Membaca Pancaroba

Membaca tanda pancaroba. Foto: Iwan.

Air dari langit turun pelan. Kulitku mulai mengerut nyaman. Beda dengan hari lalu, keringat membanjir memaksaku segera berganti pakaian. Angin pun menemani lakuku dengan garang, maka kucoba mengajaknya berdendang.

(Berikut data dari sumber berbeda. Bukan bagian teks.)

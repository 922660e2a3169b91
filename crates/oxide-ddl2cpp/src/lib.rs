//! sqlpp11 table headers from a PostgreSQL information schema.
//!
//! `oxide-ddl2cpp` reads table and column metadata from
//! `information_schema` and writes one C++ header per table, declaring the
//! table and its columns for the sqlpp11 query library.
//!
//! # Architecture
//!
//! - **Type map** - catalog type name to sqlpp11 value type
//! - **Rules** - insert/update/null tags derived from nullability and defaults
//! - **Emitter** - renders the nested namespace and struct blocks
//! - **Catalog** - table and column listings, live or in memory
//! - **Walker** - drives the catalog and writes `<schema>/<table>.h`
//!
//! # Example
//!
//! ```rust,ignore
//! use oxide_ddl2cpp::prelude::*;
//!
//! let connection = ConnectionConfig::new("localhost", "postgres", "secret", "app");
//! let config = GeneratorConfig::new(connection.clone())
//!     .output_dir("include/tables")
//!     .namespace("app::model".parse()?);
//!
//! let mut catalog = PgCatalog::connect(&connection).await?;
//! let summary = generate(&mut catalog, &config).await?;
//! catalog.close().await?;
//! ```
//!
//! # CLI Usage
//!
//! ```bash
//! oxide-ddl2cpp -u postgres --host localhost -p secret -d app \
//!     -o include/tables -n app::model -s 'app_%' -l true
//! ```

pub mod catalog;
pub mod config;
pub mod emitter;
pub mod error;
pub mod rules;
pub mod schema;
pub mod typemap;
pub mod walker;

/// Prelude for convenient imports.
pub mod prelude {
    pub use crate::catalog::{Catalog, MemoryCatalog, PgCatalog};
    pub use crate::config::{ConnectionConfig, GeneratorConfig, NamespacePath};
    pub use crate::emitter::{ColumnDecl, TableDecl, render_header, write_header};
    pub use crate::error::{GenerateError, Result};
    pub use crate::rules::{ColumnTag, ColumnTagSet, derive_tags};
    pub use crate::schema::{ColumnDescriptor, TableDescriptor, TableRef};
    pub use crate::typemap::{TypeTag, UnknownType, map_type};
    pub use crate::walker::{Summary, generate, output_path};
}
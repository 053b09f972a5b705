//! Async driver bridging the state machine to a real transport.
//!
//! Provides [`spawn`], which owns a [`ChatClient`] on a tokio task and wires
//! it to a [`RoomTransport`] (live subscription) and a [`ChatApi`] (REST
//! fetch/mutation surface). This is a thin layer that only moves events and
//! executes actions; synchronization logic stays in the Sans-IO client.

use std::sync::Arc;

use async_trait::async_trait;
use syncline_core::{
    ConnectionChange, Environment, InboundEvent, Message, MessageId, MessageKind, RoomId,
    SessionError, SessionState, SystemEnv, UserId,
};
use thiserror::Error;
use tokio::sync::{mpsc, oneshot, watch};

use crate::{ChatClient, ClientAction, ClientEvent};

/// Tick granularity for the driver loop. Must stay well under the 200 ms
/// switch debounce window.
const TICK_INTERVAL: std::time::Duration = std::time::Duration::from_millis(50);

/// Channel capacity for commands and internal completions.
const CHANNEL_CAPACITY: usize = 32;

/// Errors from the REST surface.
#[derive(Debug, Error)]
pub enum ApiError {
    /// The request never reached the server (network, timeout).
    #[error("request failed: {0}")]
    Request(String),

    /// The server processed and rejected the request.
    #[error("rejected by server: {0}")]
    Rejected(String),
}

/// A live subscription to one room's event stream.
pub struct RoomSubscription {
    /// Inbound events for the subscribed room. The stream ending without an
    /// explicit close is treated as an unexpected connection loss.
    pub events: mpsc::Receiver<InboundEvent>,
    /// Signalled (or dropped) to close the subscription.
    pub close: oneshot::Sender<()>,
}

/// Transport abstraction: opens logical per-room subscriptions.
#[async_trait]
pub trait RoomTransport: Send + Sync + 'static {
    /// Open a subscription for `room_id`, resolving once the transport
    /// reports ready.
    async fn open(&self, room_id: RoomId) -> Result<RoomSubscription, SessionError>;

    /// Send a typing notification on the live subscription.
    async fn send_typing(&self, room_id: RoomId);
}

/// Paginated fetch and mutation surface of the chat backend.
#[async_trait]
pub trait ChatApi: Send + Sync + 'static {
    /// Fetch one history page, most recent when `cursor` is `None`.
    async fn fetch_page(
        &self,
        room_id: RoomId,
        cursor: Option<u64>,
    ) -> Result<Vec<Message>, ApiError>;

    /// Submit a new message, returning the server's canonical record.
    async fn submit_message(
        &self,
        room_id: RoomId,
        content: String,
        kind: MessageKind,
    ) -> Result<Message, ApiError>;

    /// Update a message, returning the server's canonical record.
    async fn update_message(
        &self,
        room_id: RoomId,
        id: MessageId,
        content: String,
    ) -> Result<Message, ApiError>;

    /// Delete a message.
    async fn delete_message(&self, room_id: RoomId, id: MessageId) -> Result<(), ApiError>;
}

/// Read-only snapshot of the client's observable state, published after
/// every processed event.
#[derive(Debug, Clone, Default)]
pub struct ClientSnapshot {
    /// Room the user is currently on.
    pub active_room: Option<RoomId>,
    /// True iff the active room's subscription is open.
    pub is_connected: bool,
    /// True while a room switch (plus settle delay) is in progress.
    pub is_switching: bool,
    /// Most recent connection failure, for the inline retry banner.
    pub connection_error: Option<String>,
    /// Users currently typing in the active room.
    pub typing_users: Vec<UserId>,
    /// Flattened, ordered messages of the active room.
    pub messages: Vec<Message>,
}

/// Handle to a running chat driver.
pub struct ChatHandle {
    /// Feed user intents (`SelectRoom`, `SendMessage`, ...) into the client.
    pub commands: mpsc::Sender<ClientEvent>,
    /// Observable state after each processed event.
    pub snapshots: watch::Receiver<ClientSnapshot>,
    /// Connection-state transitions, for online/offline indicators.
    pub connection: watch::Receiver<ConnectionChange>,
    abort_handle: tokio::task::AbortHandle,
}

impl ChatHandle {
    /// Stop the driver task.
    pub fn stop(&self) {
        self.abort_handle.abort();
    }
}

/// Messages flowing back into the driver loop from spawned I/O tasks.
enum Internal {
    /// A completion to feed into the state machine.
    Event(ClientEvent),
    /// A subscription finished opening.
    Opened {
        /// Room the subscription belongs to.
        room_id: RoomId,
        /// The live subscription.
        subscription: RoomSubscription,
    },
}

/// Spawn the driver loop for `client` on the current tokio runtime.
pub fn spawn<T, A>(client: ChatClient<SystemEnv>, transport: T, api: A) -> ChatHandle
where
    T: RoomTransport,
    A: ChatApi,
{
    let (commands_tx, commands_rx) = mpsc::channel(CHANNEL_CAPACITY);
    let (snapshot_tx, snapshot_rx) = watch::channel(ClientSnapshot::default());
    let (connection_tx, connection_rx) = watch::channel(ConnectionChange {
        room_id: 0,
        state: SessionState::Closed,
        error: None,
    });

    let handle = tokio::spawn(run(
        client,
        Arc::new(transport),
        Arc::new(api),
        commands_rx,
        snapshot_tx,
        connection_tx,
    ));

    ChatHandle {
        commands: commands_tx,
        snapshots: snapshot_rx,
        connection: connection_rx,
        abort_handle: handle.abort_handle(),
    }
}

/// Driver state for the currently installed subscription.
struct ActiveSubscription {
    room_id: RoomId,
    events: mpsc::Receiver<InboundEvent>,
    close: Option<oneshot::Sender<()>>,
}

async fn run<T, A>(
    mut client: ChatClient<SystemEnv>,
    transport: Arc<T>,
    api: Arc<A>,
    mut commands_rx: mpsc::Receiver<ClientEvent>,
    snapshot_tx: watch::Sender<ClientSnapshot>,
    connection_tx: watch::Sender<ConnectionChange>,
) where
    T: RoomTransport,
    A: ChatApi,
{
    let env = SystemEnv::new();
    let (internal_tx, mut internal_rx) = mpsc::channel::<Internal>(CHANNEL_CAPACITY);
    let mut subscription: Option<ActiveSubscription> = None;
    // Room of the most recently requested open; a subscription resolving
    // for any other room lost the race with a newer switch.
    let mut wanted_room: Option<RoomId> = None;
    let mut tick = tokio::time::interval(TICK_INTERVAL);

    loop {
        let event = tokio::select! {
            _ = tick.tick() => ClientEvent::Tick { now: env.now() },
            command = commands_rx.recv() => match command {
                Some(event) => event,
                None => break, // UI handle dropped; shut down
            },
            Some(internal) = internal_rx.recv() => match internal {
                Internal::Event(event) => event,
                Internal::Opened { room_id, subscription: sub } => {
                    if wanted_room == Some(room_id) {
                        subscription = Some(ActiveSubscription {
                            room_id,
                            events: sub.events,
                            close: Some(sub.close),
                        });
                        ClientEvent::TransportOpened { room_id }
                    } else {
                        // Lost the race with a newer switch; close it again.
                        drop(sub);
                        continue;
                    }
                },
            },
            inbound = next_inbound(&mut subscription) => match inbound {
                Some(event) => ClientEvent::Inbound(event),
                None => {
                    let Some(dropped) = subscription.take() else { continue };
                    ClientEvent::TransportLost {
                        room_id: dropped.room_id,
                        reason: "event stream closed".to_string(),
                    }
                },
            },
        };

        let actions = match client.handle(event) {
            Ok(actions) => actions,
            Err(error) => {
                tracing::warn!(%error, "client rejected event");
                Vec::new()
            },
        };

        for action in actions {
            execute(
                action,
                &transport,
                &api,
                &internal_tx,
                &connection_tx,
                &mut subscription,
                &mut wanted_room,
            );
        }

        let _ = snapshot_tx.send(snapshot(&client));
    }
}

/// Wait for the next inbound event, or forever when no subscription is
/// installed.
async fn next_inbound(subscription: &mut Option<ActiveSubscription>) -> Option<InboundEvent> {
    match subscription {
        Some(active) => active.events.recv().await,
        None => std::future::pending().await,
    }
}

fn execute<T, A>(
    action: ClientAction,
    transport: &Arc<T>,
    api: &Arc<A>,
    internal_tx: &mpsc::Sender<Internal>,
    connection_tx: &watch::Sender<ConnectionChange>,
    subscription: &mut Option<ActiveSubscription>,
    wanted_room: &mut Option<RoomId>,
) where
    T: RoomTransport,
    A: ChatApi,
{
    match action {
        ClientAction::OpenSession { room_id } => {
            *wanted_room = Some(room_id);
            let transport = Arc::clone(transport);
            let internal_tx = internal_tx.clone();
            tokio::spawn(async move {
                let internal = match transport.open(room_id).await {
                    Ok(sub) => Internal::Opened { room_id, subscription: sub },
                    Err(error) => Internal::Event(ClientEvent::TransportFailed { room_id, error }),
                };
                let _ = internal_tx.send(internal).await;
            });
        },
        ClientAction::CloseSession { room_id } => {
            if *wanted_room == Some(room_id) {
                *wanted_room = None;
            }
            if let Some(active) = subscription.as_mut()
                && active.room_id == room_id
            {
                if let Some(close) = active.close.take() {
                    let _ = close.send(());
                }
                *subscription = None;
            }
        },
        ClientAction::SendTyping { room_id } => {
            let transport = Arc::clone(transport);
            tokio::spawn(async move {
                transport.send_typing(room_id).await;
            });
        },
        ClientAction::FetchPage { room_id, generation, cursor } => {
            let api = Arc::clone(api);
            let internal_tx = internal_tx.clone();
            tokio::spawn(async move {
                match api.fetch_page(room_id, cursor).await {
                    Ok(page) => {
                        let event =
                            ClientEvent::FetchCompleted { room_id, generation, cursor, page };
                        let _ = internal_tx.send(Internal::Event(event)).await;
                    },
                    Err(error) => {
                        tracing::warn!(room_id, %error, "page fetch failed");
                    },
                }
            });
        },
        ClientAction::SubmitMessage { room_id, generation, temp_id, content, kind } => {
            let api = Arc::clone(api);
            let internal_tx = internal_tx.clone();
            tokio::spawn(async move {
                let event = match api.submit_message(room_id, content, kind).await {
                    Ok(message) => ClientEvent::SendConfirmed { generation, temp_id, message },
                    Err(error) => ClientEvent::SendFailed {
                        generation,
                        temp_id,
                        reason: error.to_string(),
                    },
                };
                let _ = internal_tx.send(Internal::Event(event)).await;
            });
        },
        ClientAction::SubmitEdit { room_id, generation, id, content } => {
            let api = Arc::clone(api);
            let internal_tx = internal_tx.clone();
            tokio::spawn(async move {
                let event = match api.update_message(room_id, id, content).await {
                    Ok(message) => ClientEvent::EditConfirmed { generation, message },
                    Err(error) => {
                        ClientEvent::EditFailed { generation, id, reason: error.to_string() }
                    },
                };
                let _ = internal_tx.send(Internal::Event(event)).await;
            });
        },
        ClientAction::SubmitDelete { room_id, generation, id } => {
            let api = Arc::clone(api);
            let internal_tx = internal_tx.clone();
            tokio::spawn(async move {
                let event = match api.delete_message(room_id, id).await {
                    Ok(()) => ClientEvent::DeleteConfirmed { generation, id },
                    Err(error) => {
                        ClientEvent::DeleteFailed { generation, id, reason: error.to_string() }
                    },
                };
                let _ = internal_tx.send(Internal::Event(event)).await;
            });
        },
        ClientAction::ConnectionChanged(change) => {
            tracing::debug!(room_id = change.room_id, state = ?change.state, "connection change");
            let _ = connection_tx.send(change);
        },
        ClientAction::Log { message } => {
            tracing::debug!("{message}");
        },
    }
}

fn snapshot(client: &ChatClient<SystemEnv>) -> ClientSnapshot {
    ClientSnapshot {
        active_room: client.active_room(),
        is_connected: client.is_connected(),
        is_switching: client.is_switching(),
        connection_error: client.connection_error().map(str::to_string),
        typing_users: client.typing_users(),
        messages: client.messages().into_iter().cloned().collect(),
    }
}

Dan tak butuh waktu lama, kusimpulkan “Ini pancaroba!”. Meski seorang teman yang sedang tak enak badan mengambinghitamkannya, “Ah, perasaan semesta mungkin sedang gundah gulana”.

Bacaan Lainnya

Detik ini, kubaca cuaca memang tak menentu: kemarin sangat panas sekarang hujan agak deras. Mungkin bagi sebagian orang, kondisi ini mengacaukan kesehatan badan. Hantu flu, batuk, dan sariawan berkeliling tak terkira jumlahnya.

Belum lagi cuaca pulitik Indonesia yang adempanas di MK, meski jadi kepastian pemuja noldua namun (bisa) mengacaukan kesehatan jiwa pemuja nolsatu dan noltiga. Ditambah berita di negara seberang berjarak ribuan kilometer pun terdengar sangat jelas tabuhan genderang dan unjuk gigi siap berperang.

Pancaroba itu kemestian. Pergantian musim tak bisa dielakkan. Suatu ranah alam raya yang tak bisa dikendalikan manusia. Meski konon kecanggihan teknologi rekayasa hampir mengatasinya namun kenyataannya nilainya tak seberapa.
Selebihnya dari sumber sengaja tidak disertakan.